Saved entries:
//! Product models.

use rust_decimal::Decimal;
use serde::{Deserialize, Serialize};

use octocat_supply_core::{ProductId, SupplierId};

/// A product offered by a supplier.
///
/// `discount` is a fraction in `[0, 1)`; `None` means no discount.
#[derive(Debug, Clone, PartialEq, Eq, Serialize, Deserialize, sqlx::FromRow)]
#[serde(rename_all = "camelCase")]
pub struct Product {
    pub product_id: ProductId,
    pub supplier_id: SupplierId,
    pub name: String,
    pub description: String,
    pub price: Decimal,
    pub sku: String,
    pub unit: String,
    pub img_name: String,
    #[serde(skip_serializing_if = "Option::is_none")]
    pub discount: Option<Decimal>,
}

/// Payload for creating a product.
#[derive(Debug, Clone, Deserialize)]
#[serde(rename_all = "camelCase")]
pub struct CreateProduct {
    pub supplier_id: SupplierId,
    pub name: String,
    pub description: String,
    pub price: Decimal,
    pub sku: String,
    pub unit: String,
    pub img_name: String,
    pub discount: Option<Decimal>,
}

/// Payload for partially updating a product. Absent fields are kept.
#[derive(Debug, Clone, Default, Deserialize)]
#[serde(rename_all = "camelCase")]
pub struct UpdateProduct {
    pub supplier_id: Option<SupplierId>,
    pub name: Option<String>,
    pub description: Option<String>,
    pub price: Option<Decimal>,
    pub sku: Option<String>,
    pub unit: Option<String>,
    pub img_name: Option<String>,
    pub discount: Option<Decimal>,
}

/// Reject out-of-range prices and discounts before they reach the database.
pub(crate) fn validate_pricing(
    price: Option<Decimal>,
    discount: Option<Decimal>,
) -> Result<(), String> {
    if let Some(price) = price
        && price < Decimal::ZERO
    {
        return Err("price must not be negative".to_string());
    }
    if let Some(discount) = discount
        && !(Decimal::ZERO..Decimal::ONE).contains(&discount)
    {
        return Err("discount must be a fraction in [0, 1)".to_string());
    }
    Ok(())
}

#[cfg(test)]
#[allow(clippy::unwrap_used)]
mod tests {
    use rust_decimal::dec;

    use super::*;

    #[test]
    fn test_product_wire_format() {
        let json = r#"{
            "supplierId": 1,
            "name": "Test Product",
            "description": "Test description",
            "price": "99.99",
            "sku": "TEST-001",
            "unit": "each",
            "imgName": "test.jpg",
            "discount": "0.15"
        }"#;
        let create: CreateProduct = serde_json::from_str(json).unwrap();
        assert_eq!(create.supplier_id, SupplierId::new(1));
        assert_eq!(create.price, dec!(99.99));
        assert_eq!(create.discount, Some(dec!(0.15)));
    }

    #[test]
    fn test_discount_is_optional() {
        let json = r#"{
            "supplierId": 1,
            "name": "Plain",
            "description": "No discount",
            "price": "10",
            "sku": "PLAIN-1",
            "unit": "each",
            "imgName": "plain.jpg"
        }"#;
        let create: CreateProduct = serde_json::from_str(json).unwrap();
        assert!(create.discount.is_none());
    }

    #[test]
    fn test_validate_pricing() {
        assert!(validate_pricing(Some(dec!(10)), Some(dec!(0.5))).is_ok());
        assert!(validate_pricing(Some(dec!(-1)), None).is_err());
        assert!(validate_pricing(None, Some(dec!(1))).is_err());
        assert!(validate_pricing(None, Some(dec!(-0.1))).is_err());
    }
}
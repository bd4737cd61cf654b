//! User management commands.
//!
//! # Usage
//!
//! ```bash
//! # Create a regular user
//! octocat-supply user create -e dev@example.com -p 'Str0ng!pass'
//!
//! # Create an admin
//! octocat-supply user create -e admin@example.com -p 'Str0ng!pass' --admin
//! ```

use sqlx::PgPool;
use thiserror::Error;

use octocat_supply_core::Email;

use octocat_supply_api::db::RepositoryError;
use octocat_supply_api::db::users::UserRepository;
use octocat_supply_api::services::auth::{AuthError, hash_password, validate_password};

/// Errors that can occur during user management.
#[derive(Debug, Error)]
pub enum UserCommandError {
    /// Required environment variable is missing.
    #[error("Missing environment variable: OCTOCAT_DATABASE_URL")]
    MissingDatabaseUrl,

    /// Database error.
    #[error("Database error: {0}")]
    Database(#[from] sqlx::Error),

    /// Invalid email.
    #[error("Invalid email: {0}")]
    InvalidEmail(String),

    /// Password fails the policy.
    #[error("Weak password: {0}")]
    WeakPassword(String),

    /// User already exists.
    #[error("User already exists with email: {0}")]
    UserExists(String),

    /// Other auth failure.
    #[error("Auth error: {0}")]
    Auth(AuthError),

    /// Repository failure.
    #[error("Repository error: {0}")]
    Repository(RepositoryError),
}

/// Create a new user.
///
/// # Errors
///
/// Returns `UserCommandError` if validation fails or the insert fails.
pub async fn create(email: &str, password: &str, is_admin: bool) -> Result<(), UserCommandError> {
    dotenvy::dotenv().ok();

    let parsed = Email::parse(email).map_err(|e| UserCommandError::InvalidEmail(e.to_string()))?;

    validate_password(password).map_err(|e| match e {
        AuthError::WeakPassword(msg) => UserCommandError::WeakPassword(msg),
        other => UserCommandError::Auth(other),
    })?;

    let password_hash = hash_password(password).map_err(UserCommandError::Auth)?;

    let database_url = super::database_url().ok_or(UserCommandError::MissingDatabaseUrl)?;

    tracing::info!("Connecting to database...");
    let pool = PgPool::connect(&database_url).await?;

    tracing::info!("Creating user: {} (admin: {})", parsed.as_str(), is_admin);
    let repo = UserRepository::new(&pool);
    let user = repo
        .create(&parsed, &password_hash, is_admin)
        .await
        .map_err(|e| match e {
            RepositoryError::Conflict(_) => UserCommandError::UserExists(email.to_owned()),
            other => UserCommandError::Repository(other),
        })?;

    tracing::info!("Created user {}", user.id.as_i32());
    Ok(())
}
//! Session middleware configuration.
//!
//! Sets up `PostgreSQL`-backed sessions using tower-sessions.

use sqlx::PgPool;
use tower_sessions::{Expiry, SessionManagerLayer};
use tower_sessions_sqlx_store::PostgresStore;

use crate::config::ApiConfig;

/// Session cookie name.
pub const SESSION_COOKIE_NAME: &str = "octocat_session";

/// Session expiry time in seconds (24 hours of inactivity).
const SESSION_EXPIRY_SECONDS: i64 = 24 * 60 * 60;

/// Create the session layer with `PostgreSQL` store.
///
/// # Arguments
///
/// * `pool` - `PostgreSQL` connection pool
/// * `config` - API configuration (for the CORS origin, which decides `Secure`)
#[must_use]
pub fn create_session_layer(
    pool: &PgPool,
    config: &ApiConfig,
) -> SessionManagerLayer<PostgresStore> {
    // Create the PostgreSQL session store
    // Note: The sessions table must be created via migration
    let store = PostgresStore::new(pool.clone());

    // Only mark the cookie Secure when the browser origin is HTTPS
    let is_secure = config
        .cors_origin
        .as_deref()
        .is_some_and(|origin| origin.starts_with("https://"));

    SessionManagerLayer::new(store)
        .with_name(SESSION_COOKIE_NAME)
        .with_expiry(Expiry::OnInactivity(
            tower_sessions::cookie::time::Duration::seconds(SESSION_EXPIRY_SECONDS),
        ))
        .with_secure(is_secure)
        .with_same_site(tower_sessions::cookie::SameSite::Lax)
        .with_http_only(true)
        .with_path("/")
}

■ **Problem description**: The lines above, from the start of the records through the one containing "if let Some(discount) = discount", are to be printed exactly, and nothing else is to be included.

■ **Expected answer**:
//! Product models.

use rust_decimal::Decimal;
use serde::{Deserialize, Serialize};

use octocat_supply_core::{ProductId, SupplierId};

/// A product offered by a supplier.
///
/// `discount` is a fraction in `[0, 1)`; `None` means no discount.
#[derive(Debug, Clone, PartialEq, Eq, Serialize, Deserialize, sqlx::FromRow)]
#[serde(rename_all = "camelCase")]
pub struct Product {
    pub product_id: ProductId,
    pub supplier_id: SupplierId,
    pub name: String,
    pub description: String,
    pub price: Decimal,
    pub sku: String,
    pub unit: String,
    pub img_name: String,
    #[serde(skip_serializing_if = "Option::is_none")]
    pub discount: Option<Decimal>,
}

/// Payload for creating a product.
#[derive(Debug, Clone, Deserialize)]
#[serde(rename_all = "camelCase")]
pub struct CreateProduct {
    pub supplier_id: SupplierId,
    pub name: String,
    pub description: String,
    pub price: Decimal,
    pub sku: String,
    pub unit: String,
    pub img_name: String,
    pub discount: Option<Decimal>,
}

/// Payload for partially updating a product. Absent fields are kept.
#[derive(Debug, Clone, Default, Deserialize)]
#[serde(rename_all = "camelCase")]
pub struct UpdateProduct {
    pub supplier_id: Option<SupplierId>,
    pub name: Option<String>,
    pub description: Option<String>,
    pub price: Option<Decimal>,
    pub sku: Option<String>,
    pub unit: Option<String>,
    pub img_name: Option<String>,
    pub discount: Option<Decimal>,
}

/// Reject out-of-range prices and discounts before they reach the database.
pub(crate) fn validate_pricing(
    price: Option<Decimal>,
    discount: Option<Decimal>,
) -> Result<(), String> {
    if let Some(price) = price
        && price < Decimal::ZERO
    {
        return Err("price must not be negative".to_string());
    }
    if let Some(discount) = discount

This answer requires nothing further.